* _Work required_: Copy out each line of the entries below in which the string "utils" appears.

Exercise materials section start

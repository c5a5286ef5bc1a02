use crate::config::ServiceAccountKey;
use crate::utils::error::{Result, SyncError};
use jsonwebtoken::{encode, Algorithm, EncodingKey, Header};
use reqwest::Client;
use serde::{Deserialize, Serialize};

pub const SCOPES: &str =
    "https://www.googleapis.com/auth/spreadsheets https://www.googleapis.com/auth/drive";

const JWT_BEARER_GRANT: &str = "urn:ietf:params:oauth:grant-type:jwt-bearer";
const ASSERTION_LIFETIME_SECS: i64 = 3600;

#[derive(Debug, Serialize)]
struct Claims<'a> {
    iss: &'a str,
    scope: &'a str,
    aud: &'a str,
    iat: i64,
    exp: i64,
}

#[derive(Debug, Deserialize)]
struct TokenResponse {
    access_token: String,
    #[serde(default)]
    expires_in: Option<u64>,
}

/// Signs the RS256 assertion exchanged for an access token.
pub fn sign_assertion(key: &ServiceAccountKey, issued_at: i64) -> Result<String> {
    let claims = Claims {
        iss: &key.client_email,
        scope: SCOPES,
        aud: &key.token_uri,
        iat: issued_at,
        exp: issued_at + ASSERTION_LIFETIME_SECS,
    };

    let encoding_key = EncodingKey::from_rsa_pem(key.private_key.as_bytes())
        .map_err(|e| SyncError::auth(format!("unusable private key: {}", e)))?;

    encode(&Header::new(Algorithm::RS256), &claims, &encoding_key)
        .map_err(|e| SyncError::auth(format!("could not sign assertion: {}", e)))
}

/// One token per run; runs finish well inside the token's hour of validity.
pub async fn fetch_access_token(client: &Client, key: &ServiceAccountKey) -> Result<String> {
    let assertion = sign_assertion(key, chrono::Utc::now().timestamp())?;

    let response = client
        .post(&key.token_uri)
        .form(&[("grant_type", JWT_BEARER_GRANT), ("assertion", assertion.as_str())])
        .send()
        .await
        .map_err(SyncError::auth)?;

    let status = response.status();
    if !status.is_success() {
        let body = response.text().await.unwrap_or_default();
        return Err(SyncError::auth(format!(
            "token endpoint returned HTTP {}: {}",
            status, body
        )));
    }

    let token: TokenResponse = response.json().await.map_err(SyncError::auth)?;
    tracing::debug!(
        "🔐 Authorized as {} (expires in {:?}s)",
        key.client_email,
        token.expires_in
    );
    Ok(token.access_token)
}
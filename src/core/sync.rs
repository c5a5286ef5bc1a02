use crate::domain::model::{AccessGrant, DestinationRef, ResultSet, SheetHandle, SyncReport};
use crate::domain::ports::SheetStore;
use crate::utils::error::Result;

/// Replaces the named spreadsheet's content with `header` followed by `rows`.
///
/// The spreadsheet is created when missing and then shared with `share_with`; a failed
/// share is reported in [`SyncReport::access`] rather than returned as an error. Every
/// other store failure aborts the sync.
pub async fn sync_destination<S: SheetStore + ?Sized>(
    store: &S,
    name: &str,
    share_with: Option<&str>,
    header: &[String],
    rows: &ResultSet,
) -> Result<SyncReport> {
    let (sheet, created) = match store.find_by_name(name).await? {
        Some(existing) => {
            tracing::info!("📄 Reusing spreadsheet '{}' ({})", existing.name, existing.id);
            (existing, false)
        }
        None => {
            let sheet = store.create(name).await?;
            tracing::info!("🆕 Created spreadsheet '{}' ({})", sheet.name, sheet.id);
            (sheet, true)
        }
    };

    let access = if created {
        share_new_sheet(store, &sheet, share_with).await
    } else {
        AccessGrant::NotRequested
    };

    store.clear(&sheet).await?;

    let mut values = Vec::with_capacity(rows.len() + 1);
    values.push(header.to_vec());
    values.extend(rows.rows.iter().cloned());
    store.append_rows(&sheet, &values).await?;

    tracing::info!("✍️ Wrote header + {} rows to '{}'", rows.len(), sheet.name);

    Ok(SyncReport {
        destination: DestinationRef {
            url: store.locator(&sheet),
            id: sheet.id,
        },
        created,
        access,
        rows_written: rows.len(),
    })
}

async fn share_new_sheet<S: SheetStore + ?Sized>(
    store: &S,
    sheet: &SheetHandle,
    share_with: Option<&str>,
) -> AccessGrant {
    let Some(identity) = share_with else {
        return AccessGrant::NotRequested;
    };

    match store.grant_access(sheet, identity).await {
        Ok(()) => AccessGrant::Granted {
            identity: identity.to_string(),
        },
        Err(e) => AccessGrant::Failed {
            identity: identity.to_string(),
            reason: e.to_string(),
        },
    }
}

#[cfg(test)]
mod tests {
    use super::*;
    use crate::utils::error::SyncError;
    use async_trait::async_trait;
    use std::collections::HashMap;
    use std::sync::Mutex;

    #[derive(Default)]
    struct MemoryStore {
        sheets: Mutex<HashMap<String, Vec<Vec<String>>>>,
        grants: Mutex<Vec<(String, String)>>,
        calls: Mutex<Vec<String>>,
        fail_grant: bool,
        fail_append: bool,
    }

    impl MemoryStore {
        fn record(&self, call: &str) {
            self.calls.lock().unwrap().push(call.to_string());
        }

        fn content(&self, name: &str) -> Vec<Vec<String>> {
            self.sheets.lock().unwrap().get(name).cloned().unwrap_or_default()
        }
    }

    fn handle(name: &str) -> SheetHandle {
        SheetHandle {
            id: format!("id-{}", name),
            name: name.to_string(),
        }
    }

    #[async_trait]
    impl SheetStore for MemoryStore {
        async fn find_by_name(&self, name: &str) -> Result<Option<SheetHandle>> {
            self.record("find");
            Ok(self
                .sheets
                .lock()
                .unwrap()
                .contains_key(name)
                .then(|| handle(name)))
        }

        async fn create(&self, name: &str) -> Result<SheetHandle> {
            self.record("create");
            self.sheets.lock().unwrap().insert(name.to_string(), Vec::new());
            Ok(handle(name))
        }

        async fn grant_access(&self, sheet: &SheetHandle, identity: &str) -> Result<()> {
            self.record("grant");
            if self.fail_grant {
                return Err(SyncError::destination("grant_access", "403 Forbidden"));
            }
            self.grants
                .lock()
                .unwrap()
                .push((sheet.id.clone(), identity.to_string()));
            Ok(())
        }

        async fn clear(&self, sheet: &SheetHandle) -> Result<()> {
            self.record("clear");
            if let Some(content) = self.sheets.lock().unwrap().get_mut(&sheet.name) {
                content.clear();
            }
            Ok(())
        }

        async fn append_rows(&self, sheet: &SheetHandle, rows: &[Vec<String>]) -> Result<()> {
            self.record("append");
            if self.fail_append {
                return Err(SyncError::destination("append_rows", "quota exceeded"));
            }
            self.sheets
                .lock()
                .unwrap()
                .entry(sheet.name.clone())
                .or_default()
                .extend(rows.iter().cloned());
            Ok(())
        }

        fn locator(&self, sheet: &SheetHandle) -> String {
            format!("https://sheets.test/d/{}", sheet.id)
        }

        async fn list_all(&self) -> Result<Vec<SheetHandle>> {
            Ok(self.sheets.lock().unwrap().keys().map(|n| handle(n)).collect())
        }

        async fn delete(&self, sheet: &SheetHandle) -> Result<()> {
            self.sheets.lock().unwrap().remove(&sheet.name);
            Ok(())
        }
    }

    fn header() -> Vec<String> {
        vec!["Docket".to_string(), "Date".to_string()]
    }

    fn result_set(rows: &[(&str, &str)]) -> ResultSet {
        ResultSet {
            rows: rows
                .iter()
                .map(|(a, b)| vec![a.to_string(), b.to_string()])
                .collect(),
        }
    }

    #[tokio::test]
    async fn test_creates_and_shares_missing_sheet() {
        let store = MemoryStore::default();
        let rows = result_set(&[("D-20", "06/20/2024"), ("D-14", "06/14/2024")]);

        let report = sync_destination(&store, "Filings", Some("ops@example.org"), &header(), &rows)
            .await
            .unwrap();

        assert!(report.created);
        assert_eq!(
            report.access,
            AccessGrant::Granted {
                identity: "ops@example.org".to_string()
            }
        );
        assert_eq!(report.rows_written, 2);
        assert_eq!(report.destination.id, "id-Filings");
        assert!(report.destination.url.contains(&report.destination.id));

        let content = store.content("Filings");
        assert_eq!(content.len(), 3);
        assert_eq!(content[0], header());
        assert_eq!(content[1][0], "D-20");
        assert_eq!(
            *store.calls.lock().unwrap(),
            vec!["find", "create", "grant", "clear", "append"]
        );
    }

    #[tokio::test]
    async fn test_existing_sheet_is_fully_replaced() {
        let store = MemoryStore::default();
        store.sheets.lock().unwrap().insert(
            "Filings".to_string(),
            vec![vec!["stale".to_string()], vec!["rows".to_string()]],
        );
        let rows = result_set(&[("D-1", "06/30/2024")]);

        let report = sync_destination(&store, "Filings", Some("ops@example.org"), &header(), &rows)
            .await
            .unwrap();

        assert!(!report.created);
        assert_eq!(report.access, AccessGrant::NotRequested);
        assert!(store.grants.lock().unwrap().is_empty());
        assert_eq!(
            store.content("Filings"),
            vec![header(), vec!["D-1".to_string(), "06/30/2024".to_string()]]
        );
    }

    #[tokio::test]
    async fn test_repeated_sync_is_idempotent() {
        let store = MemoryStore::default();
        let rows = result_set(&[("D-2", "06/29/2024"), ("D-1", "06/28/2024")]);

        sync_destination(&store, "Filings", None, &header(), &rows)
            .await
            .unwrap();
        let first = store.content("Filings");
        sync_destination(&store, "Filings", None, &header(), &rows)
            .await
            .unwrap();

        assert_eq!(store.content("Filings"), first);
    }

    #[tokio::test]
    async fn test_grant_failure_is_not_fatal() {
        let store = MemoryStore {
            fail_grant: true,
            ..Default::default()
        };

        let report = sync_destination(
            &store,
            "Filings",
            Some("ops@example.org"),
            &header(),
            &ResultSet::default(),
        )
        .await
        .unwrap();

        assert!(matches!(report.access, AccessGrant::Failed { .. }));
        assert_eq!(store.content("Filings"), vec![header()]);
    }

    #[tokio::test]
    async fn test_write_failure_propagates() {
        let store = MemoryStore {
            fail_append: true,
            ..Default::default()
        };

        let err = sync_destination(&store, "Filings", None, &header(), &ResultSet::default())
            .await
            .unwrap_err();

        assert!(matches!(err, SyncError::DestinationError { .. }));
    }
}
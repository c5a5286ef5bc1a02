pub mod adapters;
pub mod config;
pub mod core;
pub mod domain;
pub mod utils;

#[cfg(feature = "cli")]
pub use config::CliConfig;
pub use config::{Credentials, SyncConfig};

pub use adapters::{GoogleSheetsStore, HttpCsvSource, SmtpMailer};
pub use core::engine::{RunReport, SyncEngine};
pub use utils::error::{Result, SyncError};
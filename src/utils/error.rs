use thiserror::Error;

#[derive(Error, Debug)]
pub enum SyncError {
    #[error("HTTP request failed: {0}")]
    HttpError(#[from] reqwest::Error),

    #[error("CSV processing error: {0}")]
    CsvError(#[from] csv::Error),

    #[error("IO error: {0}")]
    IoError(#[from] std::io::Error),

    #[error("Configuration error: {message}")]
    ConfigError { message: String },

    #[error("Invalid value for '{field}' ({value}): {reason}")]
    InvalidConfigValueError {
        field: String,
        value: String,
        reason: String,
    },

    #[error("Credential error: {message}")]
    CredentialError { message: String },

    #[error("Authentication failed: {message}")]
    AuthError { message: String },

    #[error("Source fetch failed: {message}")]
    FetchError { message: String },

    #[error("Destination {operation} failed: {message}")]
    DestinationError { operation: String, message: String },

    #[error("Mail delivery failed: {message}")]
    MailError { message: String },
}

#[derive(Debug, Clone, Copy, PartialEq, Eq)]
pub enum ErrorCategory {
    Configuration,
    Authentication,
    Fetch,
    Destination,
    Notification,
    Internal,
}

impl SyncError {
    pub fn fetch(err: impl std::fmt::Display) -> Self {
        SyncError::FetchError {
            message: err.to_string(),
        }
    }

    pub fn destination(operation: &str, err: impl std::fmt::Display) -> Self {
        SyncError::DestinationError {
            operation: operation.to_string(),
            message: err.to_string(),
        }
    }

    pub fn auth(err: impl std::fmt::Display) -> Self {
        SyncError::AuthError {
            message: err.to_string(),
        }
    }

    pub fn category(&self) -> ErrorCategory {
        match self {
            SyncError::ConfigError { .. }
            | SyncError::InvalidConfigValueError { .. }
            | SyncError::CredentialError { .. } => ErrorCategory::Configuration,
            SyncError::AuthError { .. } => ErrorCategory::Authentication,
            SyncError::FetchError { .. } | SyncError::CsvError(_) => ErrorCategory::Fetch,
            SyncError::DestinationError { .. } => ErrorCategory::Destination,
            SyncError::MailError { .. } => ErrorCategory::Notification,
            SyncError::HttpError(_) | SyncError::IoError(_) => ErrorCategory::Internal,
        }
    }

    /// Process exit status for a run aborted by this error. Always non-zero.
    pub fn exit_code(&self) -> i32 {
        match self.category() {
            ErrorCategory::Internal | ErrorCategory::Notification => 1,
            ErrorCategory::Configuration => 2,
            ErrorCategory::Authentication => 3,
            ErrorCategory::Fetch => 4,
            ErrorCategory::Destination => 5,
        }
    }

    pub fn recovery_suggestion(&self) -> &'static str {
        match self.category() {
            ErrorCategory::Configuration => {
                "Check the config file and the GCP_KEYS / mail environment variables"
            }
            ErrorCategory::Authentication => {
                "Verify the service account key is current and has Sheets and Drive scopes"
            }
            ErrorCategory::Fetch => "Check that the source URL is reachable and serves CSV",
            ErrorCategory::Destination => {
                "Check the service account's Drive quota and the spreadsheet's sharing settings"
            }
            ErrorCategory::Notification => "Check the SMTP relay and the sender's app password",
            ErrorCategory::Internal => "Re-run with --verbose for more detail",
        }
    }
}

pub type Result<T> = std::result::Result<T, SyncError>;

Exercise materials section end

* _Task response_:
use crate::utils::error::{Result, SyncError};
use crate::utils::error::Result;
    use crate::utils::error::SyncError;
pub mod utils;
pub use utils::error::{Result, SyncError};
filename src/utils/error.rs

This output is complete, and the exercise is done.